Fiddler on the chair
Okay, where does one find furniture in this city? This may sound like a dumb question, but I have no experience whatsoever in the realm of retail furniture. All the stuff I have ever owned has been hand-me-downs, most from the Salvation Army. But as I have been slowly stocking my bedroom with new stuff (so far: new desk, new bed, new stereo), I wanted to splurge and buy a new armchair. Such a comfy chair will go in the corner of my room, next to the bookshelf, under the ancient lamp. I think I'll get a small rug to cordon off the 'reading' area as well. So where does one go to buy a chair?

I wandered around Manhattan this weekend, hoping to stumble across a shop that sold not just chairs, but chairs designed to fit through my decidedly narrow apartment doors. I've only got 30" to work with here. But of course, I didn't find any such place.
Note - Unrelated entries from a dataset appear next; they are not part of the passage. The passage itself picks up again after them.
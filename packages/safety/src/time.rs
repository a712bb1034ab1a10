//! Time-of-day risk on a cyclic 24-hour clock.

use safety_score_models::{HOURS_PER_DAY, TimeRiskModel, TimeRiskWindow};

/// Maps any finite hour onto `[0, 24)`.
///
/// Non-finite input maps to midnight.
#[must_use]
pub fn normalize_hour(hour: f64) -> f64 {
    if !hour.is_finite() {
        return 0.0;
    }

    let normalized = hour.rem_euclid(HOURS_PER_DAY);
    // rem_euclid can round up to exactly 24.0 for tiny negative inputs
    if normalized >= HOURS_PER_DAY {
        0.0
    } else {
        normalized
    }
}

/// Risk for `hour` under `model`, bounded to `[0, 1]`.
///
/// `windows` is only consulted by [`TimeRiskModel::Windows`]; hours outside
/// every window (or outside the peak window) get `default_risk`.
#[must_use]
pub fn time_risk(
    hour: f64,
    model: &TimeRiskModel,
    windows: &[TimeRiskWindow],
    default_risk: f64,
) -> f64 {
    let hour = normalize_hour(hour);

    let risk = match model {
        TimeRiskModel::Windows => windows
            .iter()
            .find(|w| w.contains(hour))
            .map_or(default_risk, |w| w.risk),
        TimeRiskModel::Peak {
            start_hour,
            end_hour,
        } => peak_risk(hour, *start_hour, *end_hour).unwrap_or(default_risk),
    };

    risk.clamp(0.0, 1.0)
}

/// Triangular risk peaking at 1.0 at the window midpoint, or `None` if
/// `hour` is outside the window.
fn peak_risk(hour: f64, start_hour: u8, end_hour: u8) -> Option<f64> {
    let window = TimeRiskWindow {
        label: None,
        start_hour,
        end_hour,
        risk: 1.0,
    };
    if !window.contains(hour) {
        return None;
    }

    let half_width = window.span_hours() / 2.0;
    let start = f64::from(start_hour);
    // Unroll wrapped windows so the offset from start is monotonic.
    let offset = if hour < start {
        hour + HOURS_PER_DAY - start
    } else {
        hour - start
    };

    Some(1.0 - (offset - half_width).abs() / half_width)
}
The closest I got was the godforsaken Crate & Barrel, which had several chairs that would have fit the bill. Only problem was they were all well over $1000 apiece. Is that how much nice chairs cost? Maybe I should just say the hell with it and get a La-Z-Boy.

Say, do any cat owners out there own leather furniture? I am thinking of buying a leather reading chair, but I have heard conflicting accounts about what a cat might do to it. Owning cats is probably the main reason I've never had nice furniture; the two may be inextricably linked.